Army specialist Ethan Winthrop, Lancaster School class of 2002, steps onto a dusty road and sees stars. His only crime is that he doesn’t mind being the first one out when the Hummer grinds to a halt, for while, outside, the midday sun is unrelenting, inside the crowded vehicle it is even hotter. Ethan opens the back door and climbs down. His rifle is slung over his right shoulder. Everything is quiet. Everything is still. It is whisper quiet. Ethan looks around. His eyes scan the cluster of small buildings and then beyond them to the open desert. Not a living thing moves, and this pleases him. Movement is what they train for. In truth, he loves this moment, being out front, sensing the men behind him without seeing them. All of it is right here for him, what he has been built for, he thinks. When he was first in-country, hearing a mortar land, the fear ran through him like water.
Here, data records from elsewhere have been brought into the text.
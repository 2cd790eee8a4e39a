//! Builder-pattern printer for rendering diagnostics.

use std::fmt::Write;

use annotate_snippets::{AnnotationKind, Group, Level, Renderer, Snippet};
use rowan::TextRange;

use super::Diagnostics;
use super::message::Severity;

/// Builder for rendering diagnostics with various options.
pub struct DiagnosticsPrinter<'d, 's> {
    diagnostics: &'d Diagnostics,
    source: Option<&'s str>,
    path: Option<&'s str>,
    colored: bool,
}

impl<'d, 's> DiagnosticsPrinter<'d, 's> {
    pub fn new(diagnostics: &'d Diagnostics) -> Self {
        Self {
            diagnostics,
            source: None,
            path: None,
            colored: false,
        }
    }

    pub fn source(mut self, source: &'s str) -> Self {
        self.source = Some(source);
        self
    }

    pub fn path(mut self, path: &'s str) -> Self {
        self.path = Some(path);
        self
    }

    pub fn colored(mut self, value: bool) -> Self {
        self.colored = value;
        self
    }

    pub fn render(&self) -> String {
        let mut out = String::new();
        self.format(&mut out).expect("String write never fails");
        out
    }

    pub fn format(&self, w: &mut impl Write) -> std::fmt::Result {
        let Some(source) = self.source else {
            return self.format_plain(w);
        };

        let renderer = if self.colored {
            Renderer::styled()
        } else {
            Renderer::plain()
        };

        for (i, diag) in self.diagnostics.filtered().iter().enumerate() {
            let range = adjust_range(diag.range, source.len());

            let mut snippet = Snippet::source(source)
                .line_start(1)
                .annotation(AnnotationKind::Primary.span(range).label(&diag.message));

            if let Some(p) = self.path {
                snippet = snippet.path(p);
            }

            for related in &diag.related {
                snippet = snippet.annotation(
                    AnnotationKind::Context
                        .span(adjust_range(related.range, source.len()))
                        .label(&related.message),
                );
            }

            let level = severity_to_level(diag.severity());
            let report: Vec<Group> = vec![level.primary_title(&diag.message).element(snippet)];

            if i > 0 {
                w.write_char('\n')?;
            }
            write!(w, "{}", renderer.render(&report))?;
        }

        Ok(())
    }

    fn format_plain(&self, w: &mut impl Write) -> std::fmt::Result {
        for (i, diag) in self.diagnostics.filtered().iter().enumerate() {
            if i > 0 {
                w.write_char('\n')?;
            }
            write!(w, "{}", diag)?;
        }
        Ok(())
    }
}

fn severity_to_level(severity: Severity) -> Level<'static> {
    match severity {
        Severity::Error => Level::ERROR,
        Severity::Warning => Level::WARNING,
    }
}

fn adjust_range(range: TextRange, limit: usize) -> std::ops::Range<usize> {
    let start: usize = range.start().into();
    let end: usize = range.end().into();

    if start == end {
        return start..(start + 1).min(limit);
    }

    start..end
}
Some men never get over that, but he has found this place where he can go where it all falls away, where things are simple: his footsteps, the heat, the weight of the rifle where it hangs off his shoulder like another arm.

He loves this realization about himself, that there is something in this world he’s good at, and just as he thinks this, he steps forward again, and now he hears something, a sound no more than a dull pop—confusing, really, this sound, the IED going off—and when he turns back to look at the men in his squad, there is that frozen-in-time moment when he sees something in their faces, surprise or horror, he cannot be sure. Everything is suddenly soupy. He wants to say, “Hey, fellas, what’s up? What is it?”

But Ethan Winthrop has no way of knowing that what they are looking at is vastly different from anything he can perceive. For the surreal truth is that half of Ethan’s face is no longer there, and unbeknownst to him as well, his right arm is skidding brightly across the dirt road like a cigarette butt someone has tossed.





From Basra they take Ethan Winthrop to Baghdad and then fly him to a hospital in Germany, where he lives nine long days made less miserable by pillowy morphine dreams. When the time comes, there isn’t a damn thing they can do for him anymore. He goes as quickly as smoke. His flag-draped casket joins others on a cargo plane, where it first goes to Andrews Air Force Base and then to Logan Airport, where it is taken by hearse to Lancaster, Vermont.